----- Data excerpts

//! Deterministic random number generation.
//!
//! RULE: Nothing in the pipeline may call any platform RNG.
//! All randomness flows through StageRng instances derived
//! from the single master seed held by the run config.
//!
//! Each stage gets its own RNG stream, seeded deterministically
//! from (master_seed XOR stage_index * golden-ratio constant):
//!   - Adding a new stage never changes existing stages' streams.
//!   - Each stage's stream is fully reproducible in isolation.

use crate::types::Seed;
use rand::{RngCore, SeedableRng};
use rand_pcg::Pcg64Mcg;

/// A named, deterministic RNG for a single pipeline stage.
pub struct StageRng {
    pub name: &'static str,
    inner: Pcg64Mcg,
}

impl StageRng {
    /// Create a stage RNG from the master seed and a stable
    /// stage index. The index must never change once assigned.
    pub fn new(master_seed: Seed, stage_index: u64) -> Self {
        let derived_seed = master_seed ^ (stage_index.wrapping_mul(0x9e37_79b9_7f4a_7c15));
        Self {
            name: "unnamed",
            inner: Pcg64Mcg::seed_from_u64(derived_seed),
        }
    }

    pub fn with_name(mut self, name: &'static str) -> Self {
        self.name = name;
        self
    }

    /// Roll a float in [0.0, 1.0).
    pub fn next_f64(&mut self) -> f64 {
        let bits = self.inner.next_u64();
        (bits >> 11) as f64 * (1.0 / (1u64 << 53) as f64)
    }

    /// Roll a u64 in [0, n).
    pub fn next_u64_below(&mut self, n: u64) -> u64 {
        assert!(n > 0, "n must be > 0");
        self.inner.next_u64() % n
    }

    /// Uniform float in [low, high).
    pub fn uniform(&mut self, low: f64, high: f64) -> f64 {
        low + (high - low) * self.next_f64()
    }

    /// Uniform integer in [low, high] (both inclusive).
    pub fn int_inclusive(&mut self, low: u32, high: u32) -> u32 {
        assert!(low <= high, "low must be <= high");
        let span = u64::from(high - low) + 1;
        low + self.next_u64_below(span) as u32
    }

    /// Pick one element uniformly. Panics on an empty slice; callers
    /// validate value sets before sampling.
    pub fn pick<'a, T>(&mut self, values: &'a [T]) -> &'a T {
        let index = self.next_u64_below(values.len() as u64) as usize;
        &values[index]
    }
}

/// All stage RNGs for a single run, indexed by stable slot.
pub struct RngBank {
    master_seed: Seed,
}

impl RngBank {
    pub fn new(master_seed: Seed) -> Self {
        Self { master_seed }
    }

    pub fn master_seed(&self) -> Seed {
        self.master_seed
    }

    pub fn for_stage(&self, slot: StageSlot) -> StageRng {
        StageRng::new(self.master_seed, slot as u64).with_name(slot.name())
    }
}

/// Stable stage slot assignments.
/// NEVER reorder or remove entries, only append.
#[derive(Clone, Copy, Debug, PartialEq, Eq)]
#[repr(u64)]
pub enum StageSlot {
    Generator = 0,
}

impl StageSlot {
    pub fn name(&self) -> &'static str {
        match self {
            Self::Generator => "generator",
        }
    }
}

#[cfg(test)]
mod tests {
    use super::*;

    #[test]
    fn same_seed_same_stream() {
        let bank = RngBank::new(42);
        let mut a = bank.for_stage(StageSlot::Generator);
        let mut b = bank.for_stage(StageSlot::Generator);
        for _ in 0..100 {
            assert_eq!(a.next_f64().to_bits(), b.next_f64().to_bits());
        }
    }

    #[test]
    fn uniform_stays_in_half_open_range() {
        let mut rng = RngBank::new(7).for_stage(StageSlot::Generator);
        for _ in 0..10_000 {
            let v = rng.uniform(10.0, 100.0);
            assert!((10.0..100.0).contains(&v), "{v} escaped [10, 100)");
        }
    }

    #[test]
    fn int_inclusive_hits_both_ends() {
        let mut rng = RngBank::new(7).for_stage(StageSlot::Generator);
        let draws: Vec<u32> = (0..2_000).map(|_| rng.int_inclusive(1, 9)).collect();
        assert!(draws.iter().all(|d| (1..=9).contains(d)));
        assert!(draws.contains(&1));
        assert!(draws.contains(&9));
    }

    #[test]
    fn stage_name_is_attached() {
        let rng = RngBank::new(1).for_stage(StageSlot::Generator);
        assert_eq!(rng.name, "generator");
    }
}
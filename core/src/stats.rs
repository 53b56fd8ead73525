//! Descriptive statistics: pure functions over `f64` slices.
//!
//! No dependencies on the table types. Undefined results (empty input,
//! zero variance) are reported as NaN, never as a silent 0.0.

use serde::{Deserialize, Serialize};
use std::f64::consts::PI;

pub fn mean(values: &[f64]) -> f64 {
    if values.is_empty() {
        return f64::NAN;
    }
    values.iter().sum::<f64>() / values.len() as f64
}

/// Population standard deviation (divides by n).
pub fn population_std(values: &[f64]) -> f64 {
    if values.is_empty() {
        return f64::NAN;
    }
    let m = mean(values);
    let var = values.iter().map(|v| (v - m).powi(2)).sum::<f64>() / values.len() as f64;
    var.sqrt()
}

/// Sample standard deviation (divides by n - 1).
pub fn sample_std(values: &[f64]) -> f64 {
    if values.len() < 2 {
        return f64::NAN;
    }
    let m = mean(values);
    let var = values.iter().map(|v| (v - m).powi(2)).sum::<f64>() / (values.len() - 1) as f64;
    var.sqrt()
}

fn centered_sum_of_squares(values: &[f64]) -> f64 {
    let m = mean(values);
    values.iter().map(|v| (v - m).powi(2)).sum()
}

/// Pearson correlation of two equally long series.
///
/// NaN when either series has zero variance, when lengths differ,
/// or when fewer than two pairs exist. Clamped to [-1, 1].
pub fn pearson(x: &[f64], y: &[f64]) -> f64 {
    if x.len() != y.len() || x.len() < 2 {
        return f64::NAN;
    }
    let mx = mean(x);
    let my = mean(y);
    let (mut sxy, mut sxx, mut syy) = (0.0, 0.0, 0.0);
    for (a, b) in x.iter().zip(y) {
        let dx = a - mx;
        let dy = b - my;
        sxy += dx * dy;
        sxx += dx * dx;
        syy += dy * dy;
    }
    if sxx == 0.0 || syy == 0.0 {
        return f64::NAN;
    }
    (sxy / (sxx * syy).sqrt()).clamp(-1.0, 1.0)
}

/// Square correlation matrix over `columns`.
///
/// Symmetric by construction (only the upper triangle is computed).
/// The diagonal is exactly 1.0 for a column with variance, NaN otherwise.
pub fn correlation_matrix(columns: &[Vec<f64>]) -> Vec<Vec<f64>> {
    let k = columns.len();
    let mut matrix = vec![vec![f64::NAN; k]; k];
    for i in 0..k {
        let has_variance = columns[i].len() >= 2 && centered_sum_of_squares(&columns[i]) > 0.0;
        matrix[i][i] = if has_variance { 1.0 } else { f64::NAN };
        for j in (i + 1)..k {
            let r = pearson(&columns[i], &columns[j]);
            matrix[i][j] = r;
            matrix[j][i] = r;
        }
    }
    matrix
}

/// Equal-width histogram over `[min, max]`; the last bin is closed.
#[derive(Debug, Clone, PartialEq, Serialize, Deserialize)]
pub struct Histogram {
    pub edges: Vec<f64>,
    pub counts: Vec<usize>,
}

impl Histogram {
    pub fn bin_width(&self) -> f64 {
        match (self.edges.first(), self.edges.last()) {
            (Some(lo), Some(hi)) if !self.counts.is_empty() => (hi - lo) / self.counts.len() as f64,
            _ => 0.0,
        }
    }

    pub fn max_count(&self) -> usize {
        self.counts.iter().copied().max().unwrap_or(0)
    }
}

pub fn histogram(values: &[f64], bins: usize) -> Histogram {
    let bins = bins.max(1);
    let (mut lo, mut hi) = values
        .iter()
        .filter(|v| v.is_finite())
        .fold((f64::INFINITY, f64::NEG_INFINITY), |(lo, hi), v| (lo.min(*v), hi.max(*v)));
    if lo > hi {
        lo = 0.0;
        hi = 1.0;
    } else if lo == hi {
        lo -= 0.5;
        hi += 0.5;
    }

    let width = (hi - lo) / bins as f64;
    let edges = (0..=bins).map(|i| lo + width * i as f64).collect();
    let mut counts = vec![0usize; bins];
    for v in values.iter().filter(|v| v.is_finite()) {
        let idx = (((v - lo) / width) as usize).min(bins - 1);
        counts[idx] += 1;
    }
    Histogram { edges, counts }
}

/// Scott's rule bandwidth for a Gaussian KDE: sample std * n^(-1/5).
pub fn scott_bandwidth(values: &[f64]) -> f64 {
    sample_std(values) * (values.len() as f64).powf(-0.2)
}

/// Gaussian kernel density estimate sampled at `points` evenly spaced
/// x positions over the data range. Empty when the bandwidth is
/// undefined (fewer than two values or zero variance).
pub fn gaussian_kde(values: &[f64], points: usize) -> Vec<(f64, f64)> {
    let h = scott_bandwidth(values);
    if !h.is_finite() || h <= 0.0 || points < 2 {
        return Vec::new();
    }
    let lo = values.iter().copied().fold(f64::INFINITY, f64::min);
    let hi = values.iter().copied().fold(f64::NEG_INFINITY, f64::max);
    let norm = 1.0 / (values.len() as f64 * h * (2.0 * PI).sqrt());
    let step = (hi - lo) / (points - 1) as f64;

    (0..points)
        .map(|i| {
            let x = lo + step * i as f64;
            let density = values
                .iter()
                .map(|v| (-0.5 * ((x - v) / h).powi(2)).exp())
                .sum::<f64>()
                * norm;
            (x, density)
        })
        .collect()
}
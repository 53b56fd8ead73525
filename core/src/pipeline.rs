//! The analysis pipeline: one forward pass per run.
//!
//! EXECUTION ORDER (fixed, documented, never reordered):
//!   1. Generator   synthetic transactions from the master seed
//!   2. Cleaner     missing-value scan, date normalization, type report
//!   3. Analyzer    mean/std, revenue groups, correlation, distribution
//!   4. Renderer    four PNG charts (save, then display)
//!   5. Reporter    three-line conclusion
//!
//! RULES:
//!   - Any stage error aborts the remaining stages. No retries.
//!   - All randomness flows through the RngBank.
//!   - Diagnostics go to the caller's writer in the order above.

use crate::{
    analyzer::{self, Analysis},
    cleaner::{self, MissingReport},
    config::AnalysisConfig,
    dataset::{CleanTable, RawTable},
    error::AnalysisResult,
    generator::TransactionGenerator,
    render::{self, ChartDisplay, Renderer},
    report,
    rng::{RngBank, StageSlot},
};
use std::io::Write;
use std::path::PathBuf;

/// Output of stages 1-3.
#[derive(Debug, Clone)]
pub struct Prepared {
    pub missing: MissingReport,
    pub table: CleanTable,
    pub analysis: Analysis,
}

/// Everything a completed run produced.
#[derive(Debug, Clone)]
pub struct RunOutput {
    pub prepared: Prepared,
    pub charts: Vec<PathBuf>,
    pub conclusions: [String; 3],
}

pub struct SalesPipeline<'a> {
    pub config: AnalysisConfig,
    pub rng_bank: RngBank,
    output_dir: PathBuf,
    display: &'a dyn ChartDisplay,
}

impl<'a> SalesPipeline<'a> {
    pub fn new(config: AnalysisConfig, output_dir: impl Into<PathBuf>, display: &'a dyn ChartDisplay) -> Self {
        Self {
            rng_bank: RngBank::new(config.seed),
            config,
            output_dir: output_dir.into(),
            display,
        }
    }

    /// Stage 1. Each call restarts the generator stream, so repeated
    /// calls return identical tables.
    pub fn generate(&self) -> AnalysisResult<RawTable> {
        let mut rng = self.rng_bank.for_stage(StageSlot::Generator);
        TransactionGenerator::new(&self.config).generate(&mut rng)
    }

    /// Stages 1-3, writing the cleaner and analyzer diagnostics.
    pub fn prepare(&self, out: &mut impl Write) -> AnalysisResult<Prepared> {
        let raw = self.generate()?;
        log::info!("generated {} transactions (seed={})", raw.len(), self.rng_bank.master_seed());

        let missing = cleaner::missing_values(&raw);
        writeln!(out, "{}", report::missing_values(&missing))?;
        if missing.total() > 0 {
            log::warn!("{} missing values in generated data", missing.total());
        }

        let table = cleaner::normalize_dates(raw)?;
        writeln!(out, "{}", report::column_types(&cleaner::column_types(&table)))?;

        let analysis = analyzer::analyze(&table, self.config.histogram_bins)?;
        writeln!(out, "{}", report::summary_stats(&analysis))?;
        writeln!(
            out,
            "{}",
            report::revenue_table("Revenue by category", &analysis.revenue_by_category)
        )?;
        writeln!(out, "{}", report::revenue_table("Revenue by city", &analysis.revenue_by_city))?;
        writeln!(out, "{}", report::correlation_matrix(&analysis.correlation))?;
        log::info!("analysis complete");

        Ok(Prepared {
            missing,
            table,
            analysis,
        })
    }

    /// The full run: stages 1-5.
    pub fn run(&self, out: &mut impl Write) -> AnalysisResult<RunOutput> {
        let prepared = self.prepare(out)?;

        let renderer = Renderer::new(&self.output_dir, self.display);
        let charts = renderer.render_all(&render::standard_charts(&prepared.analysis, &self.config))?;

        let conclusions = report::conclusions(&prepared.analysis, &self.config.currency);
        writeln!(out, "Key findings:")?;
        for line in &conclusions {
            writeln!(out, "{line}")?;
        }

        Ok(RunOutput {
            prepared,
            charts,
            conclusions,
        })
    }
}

----------

__Instructions for the task__. Go through the records from the first line and copy each one exactly, ending after the line that contains "pub struct StageRng". Give nothing else.

__Problem solution__.
//! Deterministic random number generation.
//!
//! RULE: Nothing in the pipeline may call any platform RNG.
//! All randomness flows through StageRng instances derived
//! from the single master seed held by the run config.
//!
//! Each stage gets its own RNG stream, seeded deterministically
//! from (master_seed XOR stage_index * golden-ratio constant):
//!   - Adding a new stage never changes existing stages' streams.
//!   - Each stage's stream is fully reproducible in isolation.

use crate::types::Seed;
use rand::{RngCore, SeedableRng};
use rand_pcg::Pcg64Mcg;

/// A named, deterministic RNG for a single pipeline stage.
pub struct StageRng {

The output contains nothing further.